The bill helps banks manage and time loss recovery to improve liquidity and tax stability, but it reduces near-term federal revenue, creates fairness concerns favoring banks over other businesses, and forces potentially premature, irrevocable tax-election choices.
Banks and bank-affiliated institutions can recover losses sooner or over an extended period, improving their liquidity and capital planning capacity.
Banks can spread net operating loss utilization across a 20-year period, stabilizing future taxable income and reducing volatility in tax liability for those institutions.
Banks and bank-affiliated entities can choose the timing of tax relief (options on carrybacks), giving affected institutions greater tax-planning flexibility.
Taxpayers (and the federal budget) may face reduced near-term federal revenue if banks carry back losses and claim refunds, increasing budgetary costs or deficits.
Nonbank corporations and small businesses may be disadvantaged because the special NOL rules favor banks, creating fairness concerns between financial institutions and other firms.
Affected institutions must make irrevocable elections by the original return due date, which can force choices before full-year results are known and risk suboptimal tax outcomes for those institutions.
Based on analysis of 2 sections of legislative text.

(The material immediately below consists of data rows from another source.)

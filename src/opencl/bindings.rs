//! Низкоуровневые привязки к OpenCL API

use super::types::*;
use std::ffi::{c_char, c_void};

#[link(name = "OpenCL")]
unsafe extern "C" {
    pub fn clGetPlatformIDs(
        num_entries: cl_uint,
        platforms: *mut cl_platform_id,
        num_platforms: *mut cl_uint,
    ) -> cl_int;

    pub fn clGetDeviceIDs(
        platform: cl_platform_id,
        device_type: cl_device_type,
        num_entries: cl_uint,
        devices: *mut cl_device_id,
        num_devices: *mut cl_uint,
    ) -> cl_int;

    pub fn clGetDeviceInfo(
        device: cl_device_id,
        param_name: cl_device_info,
        param_value_size: usize,
        param_value: *mut c_void,
        param_value_size_ret: *mut usize,
    ) -> cl_int;

    pub fn clCreateContext(
        properties: *const cl_context_properties,
        num_devices: cl_uint,
        devices: *const cl_device_id,
        pfn_notify: ContextNotifyCallback,
        user_data: *mut c_void,
        errcode_ret: *mut cl_int,
    ) -> cl_context;

    pub fn clCreateCommandQueue(
        context: cl_context,
        device: cl_device_id,
        properties: cl_command_queue_properties,
        errcode_ret: *mut cl_int,
    ) -> cl_command_queue;

    pub fn clCreateProgramWithSource(
        context: cl_context,
        count: cl_uint,
        strings: *const *const c_char,
        lengths: *const usize,
        errcode_ret: *mut cl_int,
    ) -> cl_program;

    pub fn clBuildProgram(
        program: cl_program,
        num_devices: cl_uint,
        device_list: *const cl_device_id,
        options: *const c_char,
        pfn_notify: BuildNotifyCallback,
        user_data: *mut c_void,
    ) -> cl_int;

    pub fn clGetProgramBuildInfo(
        program: cl_program,
        device: cl_device_id,
        param_name: cl_program_build_info,
        param_value_size: usize,
        param_value: *mut c_void,
        param_value_size_ret: *mut usize,
    ) -> cl_int;

    pub fn clCreateKernel(
        program: cl_program,
        kernel_name: *const c_char,
        errcode_ret: *mut cl_int,
    ) -> cl_kernel;

    pub fn clCreateBuffer(
        context: cl_context,
        flags: cl_mem_flags,
        size: usize,
        host_ptr: *mut c_void,
        errcode_ret: *mut cl_int,
    ) -> cl_mem;

    pub fn clSetKernelArg(
        kernel: cl_kernel,
        arg_index: cl_uint,
        arg_size: usize,
        arg_value: *const c_void,
    ) -> cl_int;

    pub fn clEnqueueWriteBuffer(
        command_queue: cl_command_queue,
        buffer: cl_mem,
        blocking_write: cl_bool,
        offset: usize,
        size: usize,
        ptr: *const c_void,
        num_events_in_wait_list: cl_uint,
        event_wait_list: *const cl_event,
        event: *mut cl_event,
    ) -> cl_int;

    pub fn clEnqueueNDRangeKernel(
        command_queue: cl_command_queue,
        kernel: cl_kernel,
        work_dim: cl_uint,
        global_work_offset: *const usize,
        global_work_size: *const usize,
        local_work_size: *const usize,
        num_events_in_wait_list: cl_uint,
        event_wait_list: *const cl_event,
        event: *mut cl_event,
    ) -> cl_int;

    pub fn clFinish(command_queue: cl_command_queue) -> cl_int;

    pub fn clEnqueueReadBuffer(
        command_queue: cl_command_queue,
        buffer: cl_mem,
        blocking_read: cl_bool,
        offset: usize,
        size: usize,
        ptr: *mut c_void,
        num_events_in_wait_list: cl_uint,
        event_wait_list: *const cl_event,
        event: *mut cl_event,
    ) -> cl_int;

    pub fn clReleaseMemObject(memobj: cl_mem) -> cl_int;
    pub fn clReleaseKernel(kernel: cl_kernel) -> cl_int;
    pub fn clReleaseProgram(program: cl_program) -> cl_int;
    pub fn clReleaseCommandQueue(command_queue: cl_command_queue) -> cl_int;
    pub fn clReleaseContext(context: cl_context) -> cl_int;
}
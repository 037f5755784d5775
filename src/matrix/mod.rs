//! Модуль для работы с матрицами
//!
//! Предоставляет:
//! - Тип матрицы
//! - Генерацию входных данных, эталонное умножение на CPU и сравнение результатов
//! - Исходный код ядра для GPU

mod types;
pub mod operations;
pub mod kernels;

pub use types::{Matrix, MatrixError};
pub use operations::{compare_results, cpu_matrix_multiply, fill_random, RAND_MAX};
pub use kernels::{MULT_MAT_ENTRY_POINT, MULT_MAT_KERNEL};
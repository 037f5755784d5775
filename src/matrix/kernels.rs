//! OpenCL ядра для матричных операций

/// Имя точки входа ядра умножения
pub const MULT_MAT_ENTRY_POINT: &str = "multMat_GPU";

/// Исходный код наивного ядра умножения: один work-item на элемент C.
///
/// Аргументы: A, B, C, num_rows_A, num_cols_A, num_cols_B, num_cols_C.
pub static MULT_MAT_KERNEL: &str = r#"
#pragma OPENCL FP_CONTRACT OFF

__kernel void multMat_GPU(
    __global const float* A,
    __global const float* B,
    __global float* C,
    const int num_rows_A,
    const int num_cols_A,
    const int num_cols_B,
    const int num_cols_C
) {
    const int row = get_global_id(0);
    const int col = get_global_id(1);

    if (row < num_rows_A && col < num_cols_B) {
        float sum = 0.0f;
        for (int k = 0; k < num_cols_A; k++) {
            sum = sum + A[row * num_cols_A + k] * B[k * num_cols_B + col];
        }
        C[row * num_cols_C + col] = sum;
    }
}
"#;
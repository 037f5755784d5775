//! Реализация [`ComputeRuntime`] поверх OpenCL

use super::bindings::*;
use super::runtime::{ComputeRuntime, KernelArg, MemAccess};
use super::types::*;
use crate::error::{ClError, ClResult};
use crate::{cl_check, cl_create};
use std::ffi::{c_char, c_void, CString};
use std::ptr;

/// OpenCL рантайм, использующий первую платформу и первое GPU-устройство
#[derive(Debug, Default, Clone, Copy)]
pub struct OpenClRuntime;

impl OpenClRuntime {
    pub fn new() -> Self {
        Self
    }

    /// Читает лог компиляции программы для устройства
    fn build_log(program: cl_program, device: cl_device_id) -> ClResult<String> {
        let mut log_size: usize = 0;
        cl_check!(clGetProgramBuildInfo(
            program,
            device,
            CL_PROGRAM_BUILD_LOG,
            0,
            ptr::null_mut(),
            &mut log_size
        ))?;

        let mut log = vec![0u8; log_size];
        cl_check!(clGetProgramBuildInfo(
            program,
            device,
            CL_PROGRAM_BUILD_LOG,
            log_size,
            log.as_mut_ptr() as *mut c_void,
            ptr::null_mut()
        ))?;

        Ok(String::from_utf8_lossy(&log).trim_end_matches('\0').to_string())
    }
}

/// Предупреждает о неудачном освобождении: очистка продолжается в любом случае
fn log_release(call: &'static str, code: cl_int) {
    if code != CL_SUCCESS {
        log::warn!("{}: failed with code {}", call, code);
    }
}

impl ComputeRuntime for OpenClRuntime {
    type Platform = cl_platform_id;
    type Device = cl_device_id;
    type Context = cl_context;
    type Queue = cl_command_queue;
    type Program = cl_program;
    type Kernel = cl_kernel;
    type Buffer = cl_mem;

    fn platform(&self) -> ClResult<cl_platform_id> {
        let mut platform: cl_platform_id = ptr::null_mut();
        let mut num_platforms: cl_uint = 0;

        let code = unsafe { clGetPlatformIDs(1, &mut platform, &mut num_platforms) };
        if code == CL_PLATFORM_NOT_FOUND_KHR || (code == CL_SUCCESS && num_platforms == 0) {
            return Err(ClError::NotFound { what: "platform" });
        }
        if code != CL_SUCCESS {
            return Err(ClError::Runtime { call: "clGetPlatformIDs", code });
        }
        Ok(platform)
    }

    fn gpu_device(&self, platform: cl_platform_id) -> ClResult<cl_device_id> {
        let mut device: cl_device_id = ptr::null_mut();
        let mut num_devices: cl_uint = 0;

        let code = unsafe { clGetDeviceIDs(platform, CL_DEVICE_TYPE_GPU, 1, &mut device, &mut num_devices) };
        if code == CL_DEVICE_NOT_FOUND || (code == CL_SUCCESS && num_devices == 0) {
            return Err(ClError::NotFound { what: "GPU device" });
        }
        if code != CL_SUCCESS {
            return Err(ClError::Runtime { call: "clGetDeviceIDs", code });
        }
        Ok(device)
    }

    fn device_name(&self, device: cl_device_id) -> ClResult<String> {
        let mut name_size: usize = 0;
        cl_check!(clGetDeviceInfo(device, CL_DEVICE_NAME, 0, ptr::null_mut(), &mut name_size))?;

        let mut name = vec![0u8; name_size];
        cl_check!(clGetDeviceInfo(
            device,
            CL_DEVICE_NAME,
            name_size,
            name.as_mut_ptr() as *mut c_void,
            ptr::null_mut()
        ))?;

        Ok(String::from_utf8_lossy(&name).trim_end_matches('\0').trim().to_string())
    }

    fn create_context(&self, device: cl_device_id) -> ClResult<cl_context> {
        cl_create!(clCreateContext(ptr::null(), 1, &device, None, ptr::null_mut()))
    }

    fn create_queue(&self, context: cl_context, device: cl_device_id) -> ClResult<cl_command_queue> {
        cl_create!(clCreateCommandQueue(context, device, 0))
    }

    fn create_program(&self, context: cl_context, source: &str) -> ClResult<cl_program> {
        let source_ptr = source.as_ptr() as *const c_char;
        let source_len = source.len();
        cl_create!(clCreateProgramWithSource(context, 1, &source_ptr, &source_len))
    }

    fn build_program(&self, program: cl_program, device: cl_device_id) -> ClResult<()> {
        let status = unsafe { clBuildProgram(program, 1, &device, ptr::null(), None, ptr::null_mut()) };
        if status == CL_SUCCESS {
            return Ok(());
        }

        Err(ClError::build_failure(status, Self::build_log(program, device)))
    }

    fn create_kernel(&self, program: cl_program, entry_point: &str) -> ClResult<cl_kernel> {
        let name = CString::new(entry_point)
            .map_err(|_| ClError::Runtime { call: "clCreateKernel", code: CL_INVALID_VALUE })?;
        cl_create!(clCreateKernel(program, name.as_ptr()))
    }

    fn create_buffer(&self, context: cl_context, access: MemAccess, size: usize) -> ClResult<cl_mem> {
        let flags = match access {
            MemAccess::ReadOnly => CL_MEM_READ_ONLY,
            MemAccess::WriteOnly => CL_MEM_WRITE_ONLY,
        };
        cl_create!(clCreateBuffer(context, flags, size, ptr::null_mut()))
    }

    fn set_kernel_arg(&self, kernel: cl_kernel, index: u32, arg: KernelArg<cl_mem>) -> ClResult<()> {
        let code = match arg {
            KernelArg::Buffer(buffer) => unsafe {
                clSetKernelArg(
                    kernel,
                    index,
                    std::mem::size_of::<cl_mem>(),
                    &buffer as *const cl_mem as *const c_void,
                )
            },
            KernelArg::Int(value) => unsafe {
                clSetKernelArg(
                    kernel,
                    index,
                    std::mem::size_of::<cl_int>(),
                    &value as *const cl_int as *const c_void,
                )
            },
        };

        if code != CL_SUCCESS {
            return Err(ClError::KernelArg { index, code });
        }
        Ok(())
    }

    fn enqueue_write(&self, queue: cl_command_queue, buffer: cl_mem, data: &[f32]) -> ClResult<()> {
        cl_check!(clEnqueueWriteBuffer(
            queue,
            buffer,
            CL_FALSE,
            0,
            std::mem::size_of_val(data),
            data.as_ptr() as *const c_void,
            0,
            ptr::null(),
            ptr::null_mut()
        ))
    }

    fn enqueue_kernel_2d(&self, queue: cl_command_queue, kernel: cl_kernel, global: [usize; 2]) -> ClResult<()> {
        cl_check!(clEnqueueNDRangeKernel(
            queue,
            kernel,
            2,
            ptr::null(),
            global.as_ptr(),
            ptr::null(),
            0,
            ptr::null(),
            ptr::null_mut()
        ))
    }

    fn finish(&self, queue: cl_command_queue) -> ClResult<()> {
        cl_check!(clFinish(queue))
    }

    fn enqueue_read(&self, queue: cl_command_queue, buffer: cl_mem, out: &mut [f32]) -> ClResult<()> {
        cl_check!(clEnqueueReadBuffer(
            queue,
            buffer,
            CL_TRUE,
            0,
            std::mem::size_of_val(out),
            out.as_mut_ptr() as *mut c_void,
            0,
            ptr::null(),
            ptr::null_mut()
        ))
    }

    fn release_buffer(&self, buffer: cl_mem) {
        log_release("clReleaseMemObject", unsafe { clReleaseMemObject(buffer) });
    }

    fn release_kernel(&self, kernel: cl_kernel) {
        log_release("clReleaseKernel", unsafe { clReleaseKernel(kernel) });
    }

    fn release_program(&self, program: cl_program) {
        log_release("clReleaseProgram", unsafe { clReleaseProgram(program) });
    }

    fn release_queue(&self, queue: cl_command_queue) {
        log_release("clReleaseCommandQueue", unsafe { clReleaseCommandQueue(queue) });
    }

    fn release_context(&self, context: cl_context) {
        log_release("clReleaseContext", unsafe { clReleaseContext(context) });
    }
}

Permits specified banks and bank-affiliated entities to elect alternative NOL carryback and 20-year carryover rules for losses arising after Dec 31, 2026.
Official title: To amend the Internal Revenue Code of 1986 to provide special rules with respect to the net operating losses of certain financial institutions.
Introduced June 22, 2026 by Mike Carey · Last progress June 22, 2026
Allows certain banks and bank-affiliated entities to elect improved net operating loss (NOL) treatment for losses arising in taxable years beginning after December 31, 2026. The election changes available carryback and carryover periods for qualifying institutions for specified years between 2027 and later years. For 2027 losses the election provides a 20-year carryover with no carryback; for 2028 losses it provides a 1-year carryback plus a 20-year carryover; and for 2029 and later losses it provides a 2-year carryback plus a 20-year carryover. Elections must be made to the IRS by the tax return due date and are irrevocable for that loss year.